National Hurricane Center: Irma makes landfall in Florida Keys - 9AM

Only a few feet of sea level rise could put the southern part of the state completely under water.

More than 180,000 people huddled in shelters in the Sunshine State. Emergency crews later took her to the hospital.

After leaving Florida, a weakened Irma is expected to push into Georgia, Alabama, Mississippi, Tennessee and beyond.

Florida Gov. Scott said Sunday that "we're going to do everything we can to keep every person in our state alive and protected,"and "I know the winds are going to be very devastating and life threatening".

5pm-11pm Monday: Right now this looks like the worst of it with heavy rain, continued high winds with gusts as high as 50 miles per hour.

Statewide, an estimated 13 million people, or two-thirds of Florida's population, remained without power.

Irma is the first major hurricane to make a direct strike on Florida since Hurricane Wilma in 2005, and appears capable of a wider swath of destruction than each of the several storms that hit the state the mid-2000s. One to fifteen foot storm surges are expected along the west coast of Florida, from Marco Island to the Florida Keys. The system will weaken to a tropical storm later this morning.

- One person was found dead in Orange County in a single-car accident linked to the storm, police said without providing details.

But even if Irma devastates South Florida, people aren't likely to move away.

As much as 20 inches of rain was predicted through Wednesday across the Florida peninsula and southeast Georgia, and maximum wind gusts above 100 miles per hour are expected in much of western Florida.

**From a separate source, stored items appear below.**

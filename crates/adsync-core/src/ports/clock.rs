//! Clock port
//!
//! Window calculation depends on "yesterday" in the client's timezone.
//! Injecting the clock keeps windows reproducible in tests.

use chrono::{DateTime, Utc};

/// Source of the current instant
pub trait IClock: Send + Sync {
    fn now(&self) -> DateTime<Utc>;
}

/// A clock frozen at a fixed instant
#[derive(Debug, Clone, Copy)]
pub struct FixedClock(pub DateTime<Utc>);

impl IClock for FixedClock {
    fn now(&self) -> DateTime<Utc> {
        self.0
    }
}
use actix_cors::Cors;
use actix_web::http::header;
use actix_web::{get, web, HttpResponse, Responder};
use serde_json::json;

use crate::admin_handlers;
use crate::booking_handlers;
use crate::error::ApiError;
use crate::user_handlers;

#[get("/")]
async fn index() -> impl Responder {
    HttpResponse::Ok().json(json!({ "message": "success" }))
}

/// Simple health check
#[get("/health")]
async fn health() -> impl Responder {
    HttpResponse::Ok().body("OK")
}

/// Browser access for the configured frontends; `*` opens it to any origin.
pub fn cors(origins: &[String]) -> Cors {
    let cors = if origins.iter().any(|origin| origin == "*") {
        Cors::default().allow_any_origin()
    } else {
        origins
            .iter()
            .fold(Cors::default(), |cors, origin| cors.allowed_origin(origin))
    };

    cors.allowed_methods(["GET", "POST", "PUT", "DELETE"])
        .allowed_headers([header::AUTHORIZATION, header::CONTENT_TYPE, header::ACCEPT])
        .supports_credentials()
        .max_age(3600)
}

/// Registers every route on an `App` that already carries `web::Data<AppState>`.
pub fn configure(cfg: &mut web::ServiceConfig) {
    let json = web::JsonConfig::default()
        .error_handler(|err, _req| ApiError::validation(err.to_string()).into());

    cfg.app_data(json)
        .service(index)
        .service(health)
        .service(
            web::scope("/api")
                .service(user_handlers::signup)
                .service(user_handlers::login)
                .service(user_handlers::check)
                .service(user_handlers::fetch_travel_locations)
                .service(booking_handlers::create_booking)
                .service(booking_handlers::list_bookings)
                .service(booking_handlers::cancel_booking)
                .service(admin_handlers::list_locations)
                .service(admin_handlers::create_location)
                .service(admin_handlers::upload_image)
                .service(admin_handlers::list_all_bookings)
                .service(admin_handlers::update_booking_status)
                .service(admin_handlers::delete_location),
        );
}
use std::future::{ready, Ready};

use actix_web::dev::Payload;
use actix_web::http::header::Header;
use actix_web::{web, FromRequest, HttpRequest};
use actix_web_httpauth::headers::authorization::{Authorization, Bearer};
use chrono::{DateTime, Duration, Utc};
use jsonwebtoken::errors::ErrorKind;
use jsonwebtoken::{
    decode, encode, Algorithm, DecodingKey, EncodingKey, Header as JwtHeader, Validation,
};
use serde::{Deserialize, Serialize};
use thiserror::Error;
use tracing::warn;
use uuid::Uuid;

use crate::error::ApiError;
use crate::models::Role;
use crate::state::AppState;

#[derive(Debug, Clone, Serialize, Deserialize)]
pub struct Claims {
    pub id: Uuid,
    pub role: Role,
    pub iat: i64,
    pub exp: i64,
}

#[derive(Debug, Error)]
pub enum TokenError {
    #[error("token signature does not match")]
    InvalidSignature,
    #[error("token has expired")]
    Expired,
    #[error("token could not be parsed")]
    Malformed,
    #[error("token lifetime puts expiry out of range")]
    ExpiryOutOfRange,
    #[error("failed to sign token: {0}")]
    Signing(#[source] jsonwebtoken::errors::Error),
}

/// Signs and verifies the bearer tokens handed out at signup and login.
#[derive(Clone)]
pub struct TokenCodec {
    encoding: EncodingKey,
    decoding: DecodingKey,
    lifetime: Duration,
}

impl TokenCodec {
    pub fn new(secret: &[u8], lifetime: Duration) -> Self {
        TokenCodec {
            encoding: EncodingKey::from_secret(secret),
            decoding: DecodingKey::from_secret(secret),
            lifetime,
        }
    }

    pub fn issue(&self, user_id: Uuid, role: Role) -> Result<String, TokenError> {
        self.issue_at(user_id, role, Utc::now())
    }

    pub fn issue_at(
        &self,
        user_id: Uuid,
        role: Role,
        issued_at: DateTime<Utc>,
    ) -> Result<String, TokenError> {
        let expires_at = issued_at
            .checked_add_signed(self.lifetime)
            .ok_or(TokenError::ExpiryOutOfRange)?;
        let claims = Claims {
            id: user_id,
            role,
            iat: issued_at.timestamp(),
            exp: expires_at.timestamp(),
        };

        encode(&JwtHeader::default(), &claims, &self.encoding).map_err(TokenError::Signing)
    }

    pub fn verify(&self, token: &str) -> Result<Claims, TokenError> {
        let mut validation = Validation::new(Algorithm::HS256);
        validation.leeway = 0;

        decode::<Claims>(token, &self.decoding, &validation)
            .map(|data| data.claims)
            .map_err(|err| match err.kind() {
                ErrorKind::InvalidSignature => TokenError::InvalidSignature,
                ErrorKind::ExpiredSignature => TokenError::Expired,
                _ => TokenError::Malformed,
            })
    }
}

/// Pulls the raw token out of `Authorization: Bearer <token>`, dropping a
/// pair of surrounding quotes some clients add.
pub fn bearer_token(req: &HttpRequest) -> Result<String, ApiError> {
    let scheme = Authorization::<Bearer>::parse(req)
        .map_err(|_| ApiError::Unauthorized("No token provided".into()))?
        .into_scheme();
    let raw = scheme.token().trim();

    let token = ['"', '\'']
        .iter()
        .find_map(|quote| {
            raw.strip_prefix(*quote)
                .and_then(|rest| rest.strip_suffix(*quote))
        })
        .unwrap_or(raw);

    if token.is_empty() {
        return Err(ApiError::Unauthorized("Invalid token format".into()));
    }
    Ok(token.to_owned())
}

fn authenticate(req: &HttpRequest) -> Result<Claims, ApiError> {
    let token = bearer_token(req)?;
    let state = req
        .app_data::<web::Data<AppState>>()
        .ok_or_else(|| ApiError::server("application state is not configured"))?;

    state.tokens.verify(&token).map_err(|err| {
        warn!(error = %err, path = %req.path(), "rejected bearer token");
        ApiError::Forbidden("Invalid or expired token".into())
    })
}

/// Any holder of a valid token.
#[derive(Debug, Clone, Copy)]
pub struct AuthUser {
    pub id: Uuid,
    pub role: Role,
}

impl FromRequest for AuthUser {
    type Error = ApiError;
    type Future = Ready<Result<Self, Self::Error>>;

    fn from_request(req: &HttpRequest, _: &mut Payload) -> Self::Future {
        ready(authenticate(req).map(|claims| AuthUser {
            id: claims.id,
            role: claims.role,
        }))
    }
}

/// A valid token whose role is `ADMIN`.
#[derive(Debug, Clone, Copy)]
pub struct AdminUser {
    pub id: Uuid,
}

impl FromRequest for AdminUser {
    type Error = ApiError;
    type Future = Ready<Result<Self, Self::Error>>;

    fn from_request(req: &HttpRequest, _: &mut Payload) -> Self::Future {
        let result = authenticate(req).and_then(|claims| match claims.role {
            Role::Admin => Ok(AdminUser { id: claims.id }),
            Role::User => {
                warn!(user = %claims.id, path = %req.path(), "non-admin token on admin route");
                Err(ApiError::Forbidden("Access denied: Admins only".into()))
            }
        });
        ready(result)
    }
}
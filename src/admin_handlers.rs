use actix_web::{delete, get, post, put, web, HttpResponse};
use serde_json::json;
use tracing::info;

use crate::auth::AdminUser;
use crate::booking_handlers::parse_id;
use crate::error::{ApiError, ApiResult};
use crate::models::{
    non_blank, BookingStatus, BookingView, LocationRequest, LocationSummary, NewLocation,
    StatusRequest, UploadImageRequest, UserSummary,
};
use crate::state::AppState;

#[post("/AdminDashboard")]
pub async fn list_locations(
    state: web::Data<AppState>,
    _admin: AdminUser,
) -> ApiResult<HttpResponse> {
    let items = state.store.list_locations().await?;
    Ok(HttpResponse::Ok().json(json!({
        "message": "Here is all location data",
        "items": items,
    })))
}

#[post("/AdminUploadItem")]
pub async fn create_location(
    state: web::Data<AppState>,
    admin: AdminUser,
    data: web::Json<LocationRequest>,
) -> ApiResult<HttpResponse> {
    let LocationRequest {
        name,
        country,
        description,
        price,
        img_url,
    } = data.into_inner();

    let (Some(name), Some(price)) = (non_blank(name), price) else {
        return Err(ApiError::validation("Name and price are required"));
    };
    if !price.is_finite() || price <= 0.0 {
        return Err(ApiError::validation("Price must be a positive number"));
    }

    let item = state
        .store
        .create_location(NewLocation {
            name,
            country: non_blank(country),
            description: description.unwrap_or_default(),
            price,
            image_url: img_url.unwrap_or_default(),
            admin_id: admin.id,
        })
        .await?;
    info!(location = %item.id, admin = %admin.id, "travel location created");

    Ok(HttpResponse::Created().json(json!({
        "message": "Item created successfully",
        "item": item,
    })))
}

#[post("/upload-image")]
pub async fn upload_image(
    state: web::Data<AppState>,
    admin: AdminUser,
    data: web::Json<UploadImageRequest>,
) -> ApiResult<HttpResponse> {
    let Some(image) = non_blank(data.into_inner().image) else {
        return Err(ApiError::validation("Image is required"));
    };

    let uploaded = state.images.upload(&image).await?;
    info!(public_id = %uploaded.public_id, admin = %admin.id, "image stored");

    Ok(HttpResponse::Ok().json(json!({
        "message": "Image uploaded successfully",
        "imageUrl": uploaded.image_url,
        "publicId": uploaded.public_id,
    })))
}

#[get("/admin/bookings")]
pub async fn list_all_bookings(
    state: web::Data<AppState>,
    _admin: AdminUser,
) -> ApiResult<HttpResponse> {
    let bookings: Vec<BookingView> = state
        .store
        .list_bookings(None)
        .await?
        .into_iter()
        .map(|record| BookingView {
            location: LocationSummary::card(&record.location),
            user: Some(UserSummary::from(&record.user)),
            booking: record.booking,
        })
        .collect();

    Ok(HttpResponse::Ok().json(json!({
        "message": "All bookings fetched successfully",
        "bookings": bookings,
    })))
}

#[put("/admin/bookings/{id}/status")]
pub async fn update_booking_status(
    state: web::Data<AppState>,
    admin: AdminUser,
    path: web::Path<String>,
    data: web::Json<StatusRequest>,
) -> ApiResult<HttpResponse> {
    let Some(status) = data.into_inner().status.as_deref().and_then(BookingStatus::parse) else {
        return Err(ApiError::validation("Invalid status"));
    };
    let id = parse_id(&path.into_inner(), "Booking")?;

    let record = state
        .store
        .set_booking_status(id, status)
        .await?
        .ok_or_else(|| ApiError::not_found("Booking not found"))?;
    info!(booking = %id, status = ?status, admin = %admin.id, "booking status changed");

    let view = BookingView {
        location: LocationSummary::name_only(&record.location),
        user: Some(UserSummary::from(&record.user)),
        booking: record.booking,
    };
    Ok(HttpResponse::Ok().json(json!({
        "message": "Booking status updated successfully",
        "booking": view,
    })))
}

#[delete("/admin/items/{id}")]
pub async fn delete_location(
    state: web::Data<AppState>,
    admin: AdminUser,
    path: web::Path<String>,
) -> ApiResult<HttpResponse> {
    let id = parse_id(&path.into_inner(), "Travel location")?;

    let removed = state
        .store
        .delete_location(id)
        .await?
        .ok_or_else(|| ApiError::not_found("Travel location not found"))?;
    info!(location = %id, bookings = removed, admin = %admin.id, "travel location deleted");

    Ok(HttpResponse::Ok().json(json!({
        "message": "Location and all associated bookings deleted successfully",
        "deletedBookings": removed,
    })))
}

#[cfg(test)]
mod tests {
    use super::*;
    use crate::models::{NewBooking, Role};
    use crate::test_utils::{bearer, body_json, seed_location, seed_user, test_app, test_state};
    use actix_web::{http::StatusCode, test as actix_test};
    use chrono::{TimeZone, Utc};
    use rstest::rstest;
    use uuid::Uuid;

    async fn seed_booking(state: &AppState, user_id: Uuid, location_id: Uuid) -> Uuid {
        state
            .store
            .create_booking(NewBooking {
                user_id,
                location_id,
                check_in: Utc.with_ymd_and_hms(2025, 1, 1, 0, 0, 0).unwrap(),
                check_out: Utc.with_ymd_and_hms(2025, 1, 3, 0, 0, 0).unwrap(),
                guests: 2,
                total_price: 200.0,
            })
            .await
            .unwrap()
            .booking
            .id
    }

    #[rstest]
    #[case("POST", "/api/AdminDashboard")]
    #[case("POST", "/api/AdminUploadItem")]
    #[case("POST", "/api/upload-image")]
    #[case("GET", "/api/admin/bookings")]
    #[case("PUT", "/api/admin/bookings/00000000-0000-0000-0000-000000000000/status")]
    #[case("DELETE", "/api/admin/items/00000000-0000-0000-0000-000000000000")]
    #[actix_web::test]
    async fn user_tokens_are_forbidden(#[case] method: &str, #[case] uri: &str) {
        let state = test_state();
        let auth = bearer(&state, Uuid::new_v4(), Role::User);
        let app = actix_test::init_service(test_app(state)).await;

        let req = match method {
            "GET" => actix_test::TestRequest::get(),
            "PUT" => actix_test::TestRequest::put(),
            "DELETE" => actix_test::TestRequest::delete(),
            _ => actix_test::TestRequest::post(),
        }
        .uri(uri)
        .insert_header(auth)
        .set_json(serde_json::json!({}))
        .to_request();
        let res = actix_test::call_service(&app, req).await;
        assert_eq!(res.status(), StatusCode::FORBIDDEN);
        assert_eq!(body_json(res).await["message"], "Access denied: Admins only");
    }

    #[actix_web::test]
    async fn create_then_list_locations() {
        let state = test_state();
        let admin = Uuid::new_v4();
        let auth = bearer(&state, admin, Role::Admin);
        let app = actix_test::init_service(test_app(state)).await;

        let req = actix_test::TestRequest::post()
            .uri("/api/AdminDashboard")
            .insert_header(auth.clone())
            .to_request();
        let res = actix_test::call_service(&app, req).await;
        assert_eq!(res.status(), StatusCode::OK);
        assert_eq!(body_json(res).await["items"], serde_json::json!([]));

        let req = actix_test::TestRequest::post()
            .uri("/api/AdminUploadItem")
            .insert_header(auth.clone())
            .set_json(LocationRequest {
                name: Some("Goa".into()),
                price: Some(100.0),
                ..Default::default()
            })
            .to_request();
        let res = actix_test::call_service(&app, req).await;
        assert_eq!(res.status(), StatusCode::CREATED);
        let body = body_json(res).await;
        assert_eq!(body["item"]["adminId"], admin.to_string());
        assert_eq!(body["item"]["description"], "");

        let req = actix_test::TestRequest::post()
            .uri("/api/AdminDashboard")
            .insert_header(auth)
            .to_request();
        let body = body_json(actix_test::call_service(&app, req).await).await;
        assert_eq!(body["items"][0]["name"], "Goa");
    }

    #[rstest]
    #[case(LocationRequest { price: Some(10.0), ..Default::default() })]
    #[case(LocationRequest { name: Some("Goa".into()), ..Default::default() })]
    #[case(LocationRequest { name: Some("Goa".into()), price: Some(-1.0), ..Default::default() })]
    #[case(LocationRequest { name: Some("Goa".into()), price: Some(0.0), ..Default::default() })]
    #[actix_web::test]
    async fn create_location_validation(#[case] body: LocationRequest) {
        let state = test_state();
        let auth = bearer(&state, Uuid::new_v4(), Role::Admin);
        let app = actix_test::init_service(test_app(state)).await;

        let req = actix_test::TestRequest::post()
            .uri("/api/AdminUploadItem")
            .insert_header(auth)
            .set_json(body)
            .to_request();
        assert_eq!(
            actix_test::call_service(&app, req).await.status(),
            StatusCode::BAD_REQUEST
        );
    }

    #[actix_web::test]
    async fn status_changes_are_unrestricted() {
        let state = test_state();
        let user = seed_user(&state, "a@x.com", Role::User).await;
        let location = seed_location(&state, "Goa").await;
        let booking = seed_booking(&state, user, location).await;
        let auth = bearer(&state, Uuid::new_v4(), Role::Admin);
        let app = actix_test::init_service(test_app(state)).await;
        let uri = format!("/api/admin/bookings/{booking}/status");

        for status in ["CANCELLED", "CONFIRMED", "PENDING"] {
            let req = actix_test::TestRequest::put()
                .uri(&uri)
                .insert_header(auth.clone())
                .set_json(StatusRequest {
                    status: Some(status.into()),
                })
                .to_request();
            let res = actix_test::call_service(&app, req).await;
            assert_eq!(res.status(), StatusCode::OK);
            let body = body_json(res).await;
            assert_eq!(body["booking"]["status"], status);
            assert_eq!(body["booking"]["user"]["username"], "a");
        }
    }

    #[actix_web::test]
    async fn status_update_errors() {
        let state = test_state();
        let auth = bearer(&state, Uuid::new_v4(), Role::Admin);
        let app = actix_test::init_service(test_app(state)).await;

        let cases = [
            ("SHIPPED", Uuid::new_v4().to_string(), StatusCode::BAD_REQUEST),
            ("CONFIRMED", Uuid::new_v4().to_string(), StatusCode::NOT_FOUND),
            ("CONFIRMED", "not-a-uuid".to_string(), StatusCode::NOT_FOUND),
        ];
        for (status, id, expected) in cases {
            let req = actix_test::TestRequest::put()
                .uri(&format!("/api/admin/bookings/{id}/status"))
                .insert_header(auth.clone())
                .set_json(StatusRequest {
                    status: Some(status.into()),
                })
                .to_request();
            assert_eq!(actix_test::call_service(&app, req).await.status(), expected);
        }
    }

    #[actix_web::test]
    async fn delete_location_removes_its_bookings() {
        let state = test_state();
        let user = seed_user(&state, "a@x.com", Role::User).await;
        let goa = seed_location(&state, "Goa").await;
        let kerala = seed_location(&state, "Kerala").await;
        seed_booking(&state, user, goa).await;
        seed_booking(&state, user, goa).await;
        seed_booking(&state, user, kerala).await;
        let store = state.store.clone();
        let auth = bearer(&state, Uuid::new_v4(), Role::Admin);
        let app = actix_test::init_service(test_app(state)).await;

        let req = actix_test::TestRequest::delete()
            .uri(&format!("/api/admin/items/{goa}"))
            .insert_header(auth.clone())
            .to_request();
        let res = actix_test::call_service(&app, req).await;
        assert_eq!(res.status(), StatusCode::OK);
        assert_eq!(body_json(res).await["deletedBookings"], 2);

        let remaining = store.list_bookings(None).await.unwrap();
        assert!(remaining.iter().all(|r| r.booking.location_id != goa));
        assert_eq!(remaining.len(), 1);

        let req = actix_test::TestRequest::delete()
            .uri(&format!("/api/admin/items/{goa}"))
            .insert_header(auth)
            .to_request();
        assert_eq!(
            actix_test::call_service(&app, req).await.status(),
            StatusCode::NOT_FOUND
        );
    }

    #[actix_web::test]
    async fn upload_image_requires_an_image() {
        let state = test_state();
        let auth = bearer(&state, Uuid::new_v4(), Role::Admin);
        let app = actix_test::init_service(test_app(state)).await;

        let req = actix_test::TestRequest::post()
            .uri("/api/upload-image")
            .insert_header(auth.clone())
            .set_json(UploadImageRequest::default())
            .to_request();
        assert_eq!(
            actix_test::call_service(&app, req).await.status(),
            StatusCode::BAD_REQUEST
        );

        let req = actix_test::TestRequest::post()
            .uri("/api/upload-image")
            .insert_header(auth)
            .set_json(UploadImageRequest {
                image: Some("https://cdn.example/goa.jpg".into()),
            })
            .to_request();
        let res = actix_test::call_service(&app, req).await;
        assert_eq!(res.status(), StatusCode::OK);
        let body = body_json(res).await;
        assert_eq!(body["imageUrl"], "https://cdn.example/goa.jpg");
        assert!(body["publicId"]
            .as_str()
            .is_some_and(|id| id.starts_with("travel-uploads/")));
    }
}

Gov. Rick Scott says the entire west coast of Florida will likely see unsafe affects from storm surge as Hurricane Irma comes ashore Sunday. Emera's Tampa Electric utility reported that 300,000 homes and businesses lost power by Monday morning.

- Strong winds blowing from the northeast pushed water out of shallow parts of bays and harbors in cities like Tampa and Port Charlotte.

The second storm has sustained top wins of 150 miles per hour, according to the Associated Press, and is expected to move west to northwest into the Atlantic Ocean over the next few days, reported CNN.

A Storm Surge Warning is in effect for the South Santee River southward to Jupiter Inlet * Cape Sable northward to the Ochlockonee River, including Tampa Bay.

Homes destroyed: About a dozen homes were hit by trees and destroyed in Hillsborough County, where Tampa is located, according to an initial assessment by county officials.

This includes some 6.5 million Floridians and 500,000 in Georgia. FEMA chief Brock Long said some places won't have electricity for weeks. In Cuba, the storm swamped Havana's iconic seawall, pushing water almost half a kilometer inland.

Cuban officials reported "significant damage", without giving further details, but said there were no confirmed casualties yet, AFP news agency reported.

- Disney World was forced to close, for only the sixth time in its 45-year history. Emergency officials expect tropical storm winds to reach Georgia's coast, where storm surges could be amplified by unusually high tides. The mayor said Monday that residents are urged to stay off roads as crews are in clean-up mode.

More than 15 million people in Florida alone are without power.

In South Carolina, a mandatory evacuation order was issued for eight barrier islands.

One: The amount of times two Category 4 hurricanes have occurred in the same hurricane season.

U.S. President Donald Trump in a ceremony at the Pentagon to remember the victims of the September 11, 2001, attacks vowed a full response to Irma, as well as continued federal support for victims of Hurricane Harvey, which flooded Texas.